Thursday’s ruling eliminates these so-called “bright-line” rules against censorship and sends a clear message to internet service providers that they are free to “block” and “degrade” the distribution of internet content at will.
It is difficult to overstate the momentous implications of the ruling. It allows a small cabal of home internet service providers and mobile data carriers to operate a blacklist of oppositional web sites and services, effectively blocking access to them for nearly all Americans.
In Thursday’s hearing, FCC officials light-mindedly downplayed such a scenario, declaring that the laws of the free market would not allow egregious blacklisting, and that customers could simply switch services if ISPs engaged in censorship. Their specious and self-interested arguments ignored the fact that, for most Americans, internet service is not a free market, with 50 million having only one broadband provider to choose from, and most of the rest having only two.
Just as ominously, the ending of net neutrality opens a new era of class discrimination. As the internet monopolies raise rates, they will introduce multiple tiers of service, with most users forced, through economic pressure, into service plans offering only highly restricted content.
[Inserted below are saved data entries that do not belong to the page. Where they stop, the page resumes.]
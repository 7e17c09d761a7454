/// Diesel-based implementation of CardRepository
use crate::modules::extraction::domain::entities::Card;
use crate::modules::extraction::domain::repository::CardRepository;
use crate::modules::extraction::infrastructure::models::{CardModel, NewCard};
use crate::schema::cards;
use crate::shared::errors::{AppError, AppResult};
use crate::shared::infrastructure::database::{DbConnection, DbPool};
use async_trait::async_trait;
use diesel::dsl::count_star;
use diesel::prelude::*;
use uuid::Uuid;

pub struct CardRepositoryImpl {
    pool: DbPool,
}

impl CardRepositoryImpl {
    pub fn new(pool: DbPool) -> Self {
        Self { pool }
    }

    fn get_conn(&self) -> AppResult<DbConnection> {
        self.pool
            .get()
            .map_err(|e| AppError::DatabaseError(format!("Failed to get connection: {}", e)))
    }
}

#[async_trait]
impl CardRepository for CardRepositoryImpl {
    async fn insert(&self, card: &Card) -> AppResult<Card> {
        let new_card = NewCard::from(card);
        let mut conn = self.get_conn()?;

        let inserted: CardModel = diesel::insert_into(cards::table)
            .values(&new_card)
            .get_result(&mut conn)
            .map_err(|e| AppError::DatabaseError(format!("Failed to insert card: {}", e)))?;

        Ok(inserted.to_domain())
    }

    async fn find_by_batch(&self, batch_id: Uuid) -> AppResult<Vec<Card>> {
        let mut conn = self.get_conn()?;

        let rows: Vec<CardModel> = cards::table
            .filter(cards::batch_id.eq(batch_id))
            .order(cards::created_at.asc())
            .load(&mut conn)
            .map_err(|e| AppError::DatabaseError(format!("Failed to get batch cards: {}", e)))?;

        Ok(rows.into_iter().map(|c| c.to_domain()).collect())
    }

    async fn exists_for_pair(&self, pair_id: Uuid) -> AppResult<bool> {
        let mut conn = self.get_conn()?;

        let count: i64 = cards::table
            .filter(cards::pair_id.eq(pair_id))
            .select(count_star())
            .first(&mut conn)
            .map_err(|e| AppError::DatabaseError(format!("Failed to count pair cards: {}", e)))?;

        Ok(count > 0)
    }
}
pub mod external;
pub mod models;
pub mod repository;
pub mod storage;

pub use repository::CardRepositoryImpl;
The free and open exchange of ideas, to the extent that it exists, will be the exclusive purview of the rich.
The ending of net neutrality is of a piece with the entire policy of the Trump administration, which has moved to immensely strengthen the power of the corporate and financial oligarchy through deregulation, tax cuts and other right-wing measures.
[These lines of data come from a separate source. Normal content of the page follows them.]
/// Value objects for the uploads domain
use serde::{Deserialize, Serialize};

/// Upload status enum matching database type
#[derive(
    diesel_derive_enum::DbEnum, Debug, Clone, Copy, PartialEq, Eq, Serialize, Deserialize,
)]
#[ExistingTypePath = "crate::schema::sql_types::UploadStatus"]
#[serde(rename_all = "lowercase")]
pub enum UploadStatus {
    Uploaded,
    Paired,
    Orphaned,
    Deleted,
}

impl std::fmt::Display for UploadStatus {
    fn fmt(&self, f: &mut std::fmt::Formatter<'_>) -> std::fmt::Result {
        match self {
            UploadStatus::Uploaded => write!(f, "uploaded"),
            UploadStatus::Paired => write!(f, "paired"),
            UploadStatus::Orphaned => write!(f, "orphaned"),
            UploadStatus::Deleted => write!(f, "deleted"),
        }
    }
}

impl std::str::FromStr for UploadStatus {
    type Err = String;

    fn from_str(s: &str) -> Result<Self, Self::Err> {
        match s.to_lowercase().as_str() {
            "uploaded" => Ok(UploadStatus::Uploaded),
            "paired" => Ok(UploadStatus::Paired),
            "orphaned" => Ok(UploadStatus::Orphaned),
            "deleted" => Ok(UploadStatus::Deleted),
            _ => Err(format!("Invalid upload status: {}", s)),
        }
    }
}
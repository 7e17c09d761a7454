pub mod models;
pub mod repository;

pub use repository::BatchRepositoryImpl;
While some Democrats have postured as defenders of net neutrality, the Democratic Party has been at the forefront of the attack on freedom of expression on the internet. FCC Chairman Ajit Pai, who is leading the offensive against net neutrality, was first appointed to the FCC board by President Obama. The NSA and CIA, with the support of both Democrats and Republicans, have worked with the giant ISPs to monitor the communications and internet activity of individuals all over the world.
Moreover, the Democrats, together with the New York Times and Jeff Bezos’s Washington Post and the major broadcast TV networks, are spearheading a campaign against freedom of expression on the internet, under the pretense of fighting “fake news” and foreign “meddling.”
Facebook, YouTube and Twitter have hired tens of thousands of censors to ban and block “offensive” and “fake” content, while Google, the world’s largest search engine, initiated changes to its search algorithm to block left-wing web sites, principally the World Socialist Web Site, from appearing in tens of thousands of key search results.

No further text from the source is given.